Hot debate over proper technology slows progress on border-crossing ID

Published 23 June 2006

Political pressures from states bordering Canada persuaded DHS to relax its demand that U.S. and Canadian citizens crossing the border back and forth for shopping carry passports; instead, a biometric ID card would be issued; trouble is, there is an acrimonious debate over what technology to use in the card

At the beginning the Department of State and DHS wanted U.S. and Canadian citizens crossing the border to do some shopping to carry passports. Heavy pressure from the congressional delegations of states which benefit from these cross-border shopping trips — New York, Michigan, North Dakota, Washington — persuaded the two departments to opt instead for a simpler and cheaper credit card-sized ID for land border crossings by U.S. citizens. This was more than five months ago, but an interagency debate over which technology should be used for the card has hobbled the project. This is not only an interagency technology debate — but also an intra-agency debate: DHS’s own Data Privacy and Integrity Advisory Committee opposes the very technology DHS supports.

DHS proposes using active RFID technology so the card could be read from a relative distance (just as toll cards are now being read on some U.S. highways). The State Department is concerned about active RFID’s privacy implications, supporting instead passive RFID technology which makes the card readable only by proximity readers capable of reading cards at a distance of two to four inches only.

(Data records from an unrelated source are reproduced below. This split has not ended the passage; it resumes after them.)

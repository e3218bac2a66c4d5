//! Interval arithmetic over event tables.
//!
//! - [`window`]: average sunlight and twilight inside a wake/sleep window
//! - [`instant`]: day counts of light at one clock time
//! - [`carpet`]: per-minute light codes over the whole year
//! - [`monthly`]: the twelve-value result type shared by the first two
//!
//! All functions here are pure: they borrow a table and return fresh values.

pub mod carpet;
pub mod instant;
pub mod monthly;
pub mod window;

pub use carpet::{Carpet, weave};
pub use instant::{InstantCounts, classify_day, classify_instant};
pub use monthly::MonthlyAggregate;
pub use window::{DaylightAverages, Window, average_daylight, average_in_window};

use serde::Serialize;

/// Light state of one moment, ordered from darkest to brightest.
#[derive(Debug, Clone, Copy, Default, PartialEq, Eq, PartialOrd, Ord, Hash, Serialize)]
#[serde(into = "u8")]
pub enum Light {
    #[default]
    Night = 0,
    Twilight = 1,
    Daylight = 2,
}

impl Light {
    pub fn code(self) -> u8 {
        self as u8
    }
}

impl From<Light> for u8 {
    fn from(light: Light) -> u8 {
        light.code()
    }
}
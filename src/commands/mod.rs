//! Command-line command handlers for daylight.
//!
//! Each command lives in its own submodule. They share the steps in this
//! module: loading the configuration, resolving the clock, getting the year's
//! event table from the cache (computing it when missing), and writing the
//! finished report as JSON.

pub mod carpet;
pub mod fetch;
pub mod help;
pub mod hours;
pub mod mornings;
pub mod sweep;

use anyhow::{Context, Result};
use serde::Serialize;
use std::fs::File;
use std::io::{BufWriter, Write};
use std::path::Path;

use crate::args::GlobalOptions;
use crate::clock::{ClockSettings, ClockVariant};
use crate::config::{ClockSource, Config};
use crate::geo::{SolarEventSource, build_table};
use crate::report::ReportHeader;
use crate::table::{EventTable, store};
use crate::utils::private_path;

/// Everything a report command needs, resolved from the configuration.
pub(crate) struct Session {
    pub config: Config,
    pub clock: ClockSettings,
    pub table: EventTable,
    pub debug_enabled: bool,
}

impl Session {
    /// Load the configuration and the year's table.
    pub fn open(options: &GlobalOptions) -> Result<Self> {
        let (config, clock, clock_source) = load_config()?;
        config.log_config(&clock, &clock_source);

        let table = load_or_compute_table(&config, options.debug_enabled)?;
        let session = Self {
            config,
            clock,
            table,
            debug_enabled: options.debug_enabled,
        };
        session.log_clock_details();
        Ok(session)
    }

    pub fn header(&self) -> ReportHeader {
        ReportHeader {
            place: self.config.place().to_string(),
            location_name: self.config.location_name().to_string(),
            year: self.table.year(),
        }
    }

    fn log_clock_details(&self) {
        if !self.debug_enabled {
            return;
        }
        for variant in ClockVariant::ALL {
            log_debug!("Clock {}: {}", variant, self.clock.label(variant));
        }
        for range in self.clock.dst_ranges(&self.table) {
            log_debug!("DST covers days {} to {}", range.start, range.end - 1);
        }
    }
}

/// Load the configuration and resolve its clock rules.
pub(crate) fn load_config() -> Result<(Config, ClockSettings, ClockSource)> {
    let config = Config::load()?;
    let (clock, source) = config.clock_settings()?;
    Ok((config, clock, source))
}

/// The cached table for the configured place and year, computed and saved
/// first if there is none.
pub(crate) fn load_or_compute_table(config: &Config, debug_enabled: bool) -> Result<EventTable> {
    let path = store::cache_path(&config.data_dir()?, config.place(), config.year());

    if let Some(table) = store::load_if_present(&path)? {
        log_block_start!("Loaded event table from {}", private_path(&path));
        if debug_enabled {
            log_debug!("{} days in {}", table.len(), table.year());
        }
        return Ok(table);
    }

    log_block_start!("No cached event table for {}", config.year());
    compute_and_save(config, &path)
}

/// Compute the table from the configured coordinates and write it to `path`.
pub(crate) fn compute_and_save(config: &Config, path: &Path) -> Result<EventTable> {
    let source = SolarEventSource::new(config.latitude(), config.longitude())?;
    log_decorated!("Computing solar events for {}", config.year());

    let table = build_table(&source, config.year())?;
    store::save(&table, path)?;
    log_indented!("Saved {} days to {}", table.len(), private_path(path));
    Ok(table)
}

/// Write a report as JSON to `output`, or to standard output.
pub(crate) fn write_report<T: Serialize>(report: &T, output: Option<&str>) -> Result<()> {
    match output {
        Some(file) => {
            let path = Path::new(file);
            let handle = File::create(path)
                .with_context(|| format!("Failed to create {}", private_path(path)))?;
            let mut writer = BufWriter::new(handle);
            serde_json::to_writer_pretty(&mut writer, report)
                .context("Failed to serialize report")?;
            writer.write_all(b"\n")?;
            writer.flush()?;
            log_block_start!("Report written to {}", private_path(path));
        }
        None => {
            let stdout = std::io::stdout();
            let mut writer = BufWriter::new(stdout.lock());
            serde_json::to_writer_pretty(&mut writer, report)
                .context("Failed to serialize report")?;
            writer.write_all(b"\n")?;
            writer.flush()?;
        }
    }
    Ok(())
}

Active RFID, capable of transmitting data for up to thirty feet, are more susceptible to skimming by hackers (this is why drivers can leave them on their dashboards for toll readers to read). DHS counters by saying that it intends to add security to an RFID card by placing only a unique identification number on the card and using the number to retrieve personal information from a central database. This means that a hacker would be able to pick up only a number which, for him, would be meaningless since he would not have the means to access the DHS database. In addition, DHS says that RFID is better because it would allow for quicker processing of traffic across the border.

RFID critics reject both assertions. Since it is not possible to detect electronically whether an RFID card had been tampered with, a border official would have to inspect the card physically, slowing down the process. DHS’s Data Privacy and Integrity Advisory Committee agrees with this argument: In a 19 May report it said that “just as someone holding a key to a house cannot be identified as the owner of the house based upon possession of that key alone,” a biometric check, such as an iris scan, must be conducted on border crossing people even if the active RFID on their dashboard appears to be in order.